При звуке этого свежего, звонкого детского голоска затворница задрожала. Резким, стремительным движением стальной пружины она повернула голову и, откинув со лба космы волос своими длинными, исхудавшими до костей руками, вперила в ребенка изумленный, исполненный горечи и отчаяния взгляд — быстрый, как вспышка молнии.
— О Боже! — закричала она, уткнувшись лицом в колени; ее хриплый голос, казалось, разрывал ей грудь. — Не показывайте мне по крайней мере чужих детей!
— Здравствуйте, сударыня, — с важностью сказал мальчик.
Неожиданное потрясение как бы пробудило затворницу к жизни. Длительная дрожь пробежала по ее телу, зубы застучали, она слегка приподняла голову и, прижимая локти к бедрам, обхватив руками ступни, словно желая их согреть, промолвила:
— О, какая стужа!
— Бедняжка, — с горячим состраданием сказала Ударда, — не принести ли вам огонька?
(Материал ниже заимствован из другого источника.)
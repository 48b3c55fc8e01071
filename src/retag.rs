//! In-place retagging of existing FLAC files: the whole Vorbis comment
//! chain is replaced, and the pictures too when new cover bytes exist.

use crate::flac_meta;
use crate::tagged_toc::TaggedToc;
use crate::tags::{current_timestamp_iso, CddbEntry};
use crate::toc::MB_LEAD_IN_FRAMES;
use std::collections::BTreeMap;
use thiserror::Error;
use tracing::{debug, info};

#[derive(Debug, Error)]
pub enum RetagError {
    #[error("Invalid retag target")]
    InvalidTarget,
    #[error("Failed to read FLAC metadata: {0}")]
    Read(String),
    #[error("Failed to build picture block")]
    Picture,
    #[error("Failed to write FLAC metadata: {0}")]
    Write(String),
}

/// Layered tag map for the retag path. Unlike the rip path the medium
/// title is preserved (no path rendering happens here), and the
/// MusicBrainz disc id is written whenever the TOC carries one.
pub fn build_retag_tags(tagged: &TaggedToc, entry: &CddbEntry) -> Option<BTreeMap<String, String>> {
    let toc = tagged.toc.as_ref()?;
    let track_number = tagged.track_number;
    let track_total = toc.tracks.len();

    let fetched_at = if entry.fetched_at.is_empty() {
        current_timestamp_iso()
    } else {
        entry.fetched_at.clone()
    };

    let track_title = if track_number > 0 {
        entry.track_tag(track_number as usize - 1, "TITLE")
    } else {
        String::new()
    };
    let track_title = if track_title.is_empty() {
        format!("Track {}", track_number.max(1))
    } else {
        track_title
    };

    let mut tags = BTreeMap::new();
    tags.insert("TITLE".to_string(), track_title);
    tags.insert("ARTIST".to_string(), entry.album_tag("ARTIST"));
    tags.insert("ALBUM".to_string(), entry.album_tag("ALBUM"));
    tags.insert("GENRE".to_string(), entry.album_tag("GENRE"));
    tags.insert("DATE".to_string(), entry.album_tag("DATE"));
    if track_number > 0 {
        tags.insert("TRACKNUMBER".to_string(), track_number.to_string());
    }
    tags.insert("TRACKTOTAL".to_string(), track_total.to_string());
    tags.insert("CDDB_DISCID".to_string(), entry.cddb_discid.clone());
    tags.insert("CDDB_OFFSETS".to_string(), toc.cddb_offsets_tag());
    tags.insert(
        "CDDB_TOTAL_SECONDS".to_string(),
        toc.length_seconds.to_string(),
    );
    tags.insert("CDDB".to_string(), entry.source_label.clone());
    tags.insert("CDDB_DATE".to_string(), fetched_at);
    // CDDB_URL intentionally skipped.

    if let Some(mb_discid) = toc.mb_discid.clone().filter(|id| !id.is_empty()) {
        tags.insert("MUSICBRAINZ_DISCID".to_string(), mb_discid);
        if toc.leadout_sector > 0 {
            tags.insert(
                "MUSICBRAINZ_LEADOUT".to_string(),
                (toc.leadout_sector + MB_LEAD_IN_FRAMES).to_string(),
            );
        }
    }
    if let Some(mb_release) = toc.mb_release_id.clone().filter(|id| !id.is_empty()) {
        tags.entry("MUSICBRAINZ_RELEASE".to_string())
            .or_insert(mb_release);
    }
    if let Some(mb_medium) = toc.mb_medium_id.clone().filter(|id| !id.is_empty()) {
        tags.entry("MUSICBRAINZ_MEDIUM".to_string())
            .or_insert(mb_medium);
    }

    flac_meta::apply_tag_overlay(&mut tags, &entry.album_tags, false);
    if track_number > 0 {
        if let Some(track_tags) = entry.tracks.get(track_number as usize - 1) {
            flac_meta::apply_tag_overlay(&mut tags, &track_tags.tags, false);
        }
    }

    flac_meta::prune_empty(&mut tags);
    flac_meta::drop_format_only_tags(&mut tags);
    Some(tags)
}

/// Rewrite the file's metadata chain with the chosen entry. Every
/// Vorbis comment block is replaced; existing pictures are replaced
/// only when the entry brings new cover bytes. Failures leave the file
/// untouched.
pub fn update_flac_with_entry(tagged: &TaggedToc, entry: &CddbEntry) -> Result<(), RetagError> {
    if !tagged.valid || tagged.toc.is_none() {
        return Err(RetagError::InvalidTarget);
    }
    let tags = build_retag_tags(tagged, entry).ok_or(RetagError::InvalidTarget)?;
    let replace_picture = entry.cover_art.has_data();

    // Build the new blocks before touching the file so any failure here
    // leaves it unmodified.
    let vorbis = flac_meta::build_vorbis_comment(&tags);
    let picture = if replace_picture {
        Some(flac_meta::build_picture_block(&entry.cover_art).ok_or(RetagError::Picture)?)
    } else {
        None
    };

    let mut tag =
        metaflac::Tag::read_from_path(&tagged.path).map_err(|e| RetagError::Read(e.to_string()))?;
    tag.remove_blocks(metaflac::block::BlockType::VorbisComment);
    if replace_picture {
        tag.remove_blocks(metaflac::block::BlockType::Picture);
    }
    tag.push_block(metaflac::Block::VorbisComment(vorbis));
    if let Some(picture) = picture {
        tag.push_block(metaflac::Block::Picture(picture));
    }
    tag.save().map_err(|e| RetagError::Write(e.to_string()))?;

    debug!("retagged {}", tagged.path.display());
    info!("✓ updated {}", tagged.path.display());
    Ok(())
}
Она покачала головой в знак отрицания.
— Ну так вот коричное вино, выпейте, это вас согреет, — продолжала Ударда, протягивая ей бутылку.
Затворница снова отрицательно покачала головой и, пристально взглянув на Ударду, сказала:
— Воды!
— Ну какой же это напиток в зимнюю пору! Вам необходимо выпить немного вина и съесть вот эту маисовую лепешку, которую мы испекли для вас, — настаивала Ударда.
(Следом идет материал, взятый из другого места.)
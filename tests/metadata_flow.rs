//! Cross-module metadata behaviors: disc identity derivation feeding
//! the MusicBrainz query, the fuzzy-title fallback, and user-driven
//! entry merging.

use cdrip::album_extractor::extract_album_title_candidates;
use cdrip::musicbrainz::release_search_query;
use cdrip::tags::{merge_entries, CddbEntry, TagKv, TrackTags};
use cdrip::toc::{cddb_disc_id, musicbrainz_disc_id, DiscToc, TrackInfo};

fn two_track_toc() -> DiscToc {
    DiscToc {
        tracks: vec![
            TrackInfo {
                number: 1,
                start: 0,
                end: 13410,
                is_audio: true,
            },
            TrackInfo {
                number: 2,
                start: 13510,
                end: 34567,
                is_audio: true,
            },
        ],
        leadout_sector: 34568,
        length_seconds: 34568 / 75,
        ..Default::default()
    }
}

#[test]
fn disc_identity_feeds_the_musicbrainz_query() {
    let toc = two_track_toc();
    let cddb = cddb_disc_id(&toc).unwrap();
    assert!(cddb.starts_with('9'));
    assert!(cddb.chars().all(|c| c.is_ascii_hexdigit()));

    let (mb, leadout) = musicbrainz_disc_id(&toc).unwrap();
    assert_eq!(mb.len(), 28);
    assert_eq!(leadout, 34718);

    let toc_param = toc.mb_toc_param().unwrap();
    assert_eq!(toc_param, "1+2+34718+150+13660");
}

#[test]
fn fuzzy_titles_cluster_into_one_search() {
    let entry = |album: &str| CddbEntry {
        source_label: "gnudb".to_string(),
        album_tags: vec![TagKv::new("ALBUM", album)],
        ..Default::default()
    };
    let a = entry("Best of Foo 1999");
    let b = entry("best-of-foo 1999 (special ed.)");
    let candidates = extract_album_title_candidates(&[&a, &b]);
    assert_eq!(candidates, vec!["best of foo 1999".to_string()]);

    let query = release_search_query(&candidates[0]).unwrap();
    assert_eq!(query, "release:\"best of foo 1999\"");
}

#[test]
fn merge_is_stable_for_every_permutation_of_single_valued_keys() {
    let toc = two_track_toc();
    let make = |label: &str, album: &str, genre: &str| CddbEntry {
        cddb_discid: "901cc02".to_string(),
        source_label: label.to_string(),
        source_url: format!("http://{}", label),
        fetched_at: "2024-01-01T00:00:00+00:00".to_string(),
        album_tags: vec![TagKv::new("ALBUM", album), TagKv::new("GENRE", genre)],
        tracks: vec![
            TrackTags {
                tags: vec![TagKv::new("TITLE", format!("{} one", label))],
            },
            TrackTags::default(),
        ],
        ..Default::default()
    };
    let a = make("one", "Album A", "Rock; Pop");
    let b = make("two", "", "rock, Jazz");
    let c = make("three", "Album C", "");

    for perm in [
        vec![&a, &b, &c],
        vec![&b, &a, &c],
        vec![&c, &b, &a],
        vec![&b, &c, &a],
    ] {
        let merged = merge_entries(&toc, &perm).unwrap();
        // First non-empty ALBUM in iteration order wins.
        let expected_album = perm
            .iter()
            .map(|e| e.album_tag("ALBUM"))
            .find(|v| !v.is_empty())
            .unwrap();
        assert_eq!(merged.album_tag("ALBUM"), expected_album);
        // Multi-valued keys: order-preserving union, case-insensitive dedup.
        let genre = merged.album_tag("GENRE");
        let tokens: Vec<&str> = genre.split(';').collect();
        let mut lowered: Vec<String> = tokens.iter().map(|t| t.to_lowercase()).collect();
        lowered.sort();
        lowered.dedup();
        assert_eq!(lowered.len(), tokens.len(), "duplicate genre in {}", genre);
        for token in ["rock", "pop", "jazz"] {
            assert!(
                genre.to_lowercase().contains(token),
                "{} missing from {}",
                token,
                genre
            );
        }
    }

    // Running the same merge twice yields identical output.
    let once = merge_entries(&toc, &[&a, &b, &c]).unwrap();
    let twice = merge_entries(&toc, &[&a, &b, &c]).unwrap();
    assert_eq!(once, twice);
}

#[test]
fn merged_entry_keeps_track_slots_aligned() {
    let toc = two_track_toc();
    let mut a = CddbEntry {
        cddb_discid: "901cc02".to_string(),
        source_label: "one".to_string(),
        source_url: "http://one".to_string(),
        tracks: vec![TrackTags::default(), TrackTags::default()],
        ..Default::default()
    };
    a.tracks[1].tags.push(TagKv::new("TITLE", "Outro"));
    let merged = merge_entries(&toc, &[&a]).unwrap();
    assert_eq!(merged.tracks.len(), 2);
    assert_eq!(merged.track_tag(0, "TITLE"), "");
    assert_eq!(merged.track_tag(1, "TITLE"), "Outro");
}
Затворница оттолкнула лепешку, протягиваемую ей Майеттой, и проговорила:
— Черного хлеба!
— Сестра Гудула, — сказала Жервеза, разжалобившись и расстегивая свою суконную накидку, — вот вам покрывало потеплее вашего. Накиньте-ка его себе на плечи.
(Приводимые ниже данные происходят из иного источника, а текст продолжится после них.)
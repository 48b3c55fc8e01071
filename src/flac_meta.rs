//! Vorbis-comment and PICTURE block construction shared by the rip
//! engine and the retagger.

use crate::cover_pipeline::png_dimensions;
use crate::filename;
use crate::tags::{CoverArt, TagKv, MAX_FLAC_PICTURE_BYTES};
use metaflac::block::{Picture, PictureType, VorbisComment};
use std::collections::BTreeMap;

/// Overlay provider tags onto the layered map: uppercase keys, skip
/// empties, last writer wins.
pub fn apply_tag_overlay(
    map: &mut BTreeMap<String, String>,
    kvs: &[TagKv],
    skip_medium_title: bool,
) {
    for kv in kvs {
        let key = kv.key.to_uppercase();
        if key.is_empty() || kv.value.is_empty() {
            continue;
        }
        if skip_medium_title && key == "MUSICBRAINZ_MEDIUMTITLE" {
            continue;
        }
        map.insert(key, kv.value.clone());
    }
}

pub fn prune_empty(map: &mut BTreeMap<String, String>) {
    map.retain(|_, v| !v.is_empty());
}

/// Keys that only exist to feed path rendering, never written to files.
pub fn drop_format_only_tags(map: &mut BTreeMap<String, String>) {
    map.remove("MUSICBRAINZ_MEDIUMTITLE_RAW");
}

/// Build a Vorbis comment block from the layered tag map.
pub fn build_vorbis_comment(tags: &BTreeMap<String, String>) -> VorbisComment {
    let mut vc = VorbisComment::new();
    for (key, value) in tags {
        vc.comments.insert(key.clone(), vec![value.clone()]);
    }
    vc
}

/// Build a front-cover PICTURE block, validating the size cap and
/// parsing dimensions from the PNG IHDR when applicable. Returns None
/// when there are no bytes to embed or the image is over the cap.
pub fn build_picture_block(art: &CoverArt) -> Option<Picture> {
    if !art.has_data() || art.data.len() > MAX_FLAC_PICTURE_BYTES {
        return None;
    }
    let mut picture = Picture::new();
    picture.picture_type = if art.is_front {
        PictureType::CoverFront
    } else {
        PictureType::Other
    };
    picture.mime_type = if art.mime_type.is_empty() {
        "image/jpeg".to_string()
    } else {
        art.mime_type.clone()
    };
    picture.description = String::new();
    if let Some((width, height, depth)) = png_dimensions(&art.data) {
        picture.width = width;
        picture.height = height;
        picture.depth = depth;
    }
    picture.data = art.data.clone();
    Some(picture)
}

/// Newline-truncated copies of all tags, for path rendering.
pub fn path_tag_variants(tags: &BTreeMap<String, String>) -> BTreeMap<String, String> {
    tags.iter()
        .map(|(k, v)| (k.clone(), filename::truncate_on_newline(v)))
        .collect()
}

#[cfg(test)]
mod tests {
    use super::*;

    #[test]
    fn overlay_uppercases_and_skips_empties() {
        let mut map = BTreeMap::new();
        map.insert("TITLE".to_string(), "old".to_string());
        apply_tag_overlay(
            &mut map,
            &[
                TagKv::new("title", "new"),
                TagKv::new("ARTIST", ""),
                TagKv::new("MUSICBRAINZ_MEDIUMTITLE", "Bonus"),
            ],
            true,
        );
        assert_eq!(map.get("TITLE").unwrap(), "new");
        assert!(!map.contains_key("ARTIST"));
        assert!(!map.contains_key("MUSICBRAINZ_MEDIUMTITLE"));

        apply_tag_overlay(&mut map, &[TagKv::new("MUSICBRAINZ_MEDIUMTITLE", "Bonus")], false);
        assert_eq!(map.get("MUSICBRAINZ_MEDIUMTITLE").unwrap(), "Bonus");
    }

    #[test]
    fn vorbis_comment_carries_all_pairs() {
        let mut map = BTreeMap::new();
        map.insert("TITLE".to_string(), "Song".to_string());
        map.insert("TRACKNUMBER".to_string(), "3".to_string());
        let vc = build_vorbis_comment(&map);
        assert_eq!(vc.comments.len(), 2);
        assert_eq!(vc.comments.get("TITLE").unwrap(), &vec!["Song".to_string()]);
    }

    #[test]
    fn picture_block_requires_data_and_respects_cap() {
        let empty = CoverArt::default();
        assert!(build_picture_block(&empty).is_none());

        let mut art = CoverArt {
            data: vec![0u8; 16],
            mime_type: "image/png".to_string(),
            is_front: true,
            available: true,
        };
        let picture = build_picture_block(&art).unwrap();
        assert!(matches!(picture.picture_type, PictureType::CoverFront));
        assert_eq!(picture.mime_type, "image/png");
        // not a real PNG: dimensions stay unset
        assert_eq!(picture.width, 0);

        art.data = vec![0u8; MAX_FLAC_PICTURE_BYTES + 1];
        assert!(build_picture_block(&art).is_none());
    }

    #[test]
    fn picture_block_parses_png_dimensions() {
        let mut png = Vec::new();
        {
            let mut encoder = png::Encoder::new(&mut png, 5, 7);
            encoder.set_color(png::ColorType::Rgb);
            encoder.set_depth(png::BitDepth::Eight);
            let mut writer = encoder.write_header().unwrap();
            writer.write_image_data(&[0u8; 5 * 7 * 3]).unwrap();
        }
        let art = CoverArt {
            data: png,
            mime_type: "image/png".to_string(),
            is_front: true,
            available: true,
        };
        let picture = build_picture_block(&art).unwrap();
        assert_eq!((picture.width, picture.height, picture.depth), (5, 7, 24));
    }
}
Затворница отказалась от одежды, как ранее от вина и лепешки, и отвечала:
— Достаточно и вретища!
— Но ведь надо же чем-нибудь помянуть вчерашний праздник, — сказала добродушная Ударда.
— Я его и так помню, — проговорила затворница, — вот уже два дня, как в моей кружке нет воды. — Помолчав немного, она добавила: — В праздники меня совсем забывают. И хорошо делают! К чему людям думать обо мне, если я не думаю о них? Потухшим угольям — холодная зола.
И, как бы утомившись от такой длинной речи, она вновь уронила голову на колени.
Простоватая и сострадательная Ударда, понявшая из последних слов затворницы, что та все еще продолжает жаловаться на холод, наивно спросила:
— Может быть, вам все-таки принести огонька?
— Огонька? — спросила вретишница с каким-то странным выражением. — Ну, а принесете вы его и той бедной крошке, которая вот уже пятнадцать лет покоится в земле?
Она вся трепетала, ее голос дрожал, очи пылали, она привстала на колени. Вдруг она простерла свою бледную, исхудавшую руку к изумленно смотревшему на нее Эсташу.
— Унесите ребенка! — воскликнула она. — Здесь сейчас пройдет цыганка!
И она упала ничком на пол; лоб ее с резким стуком ударился о плиту, словно камень о камень.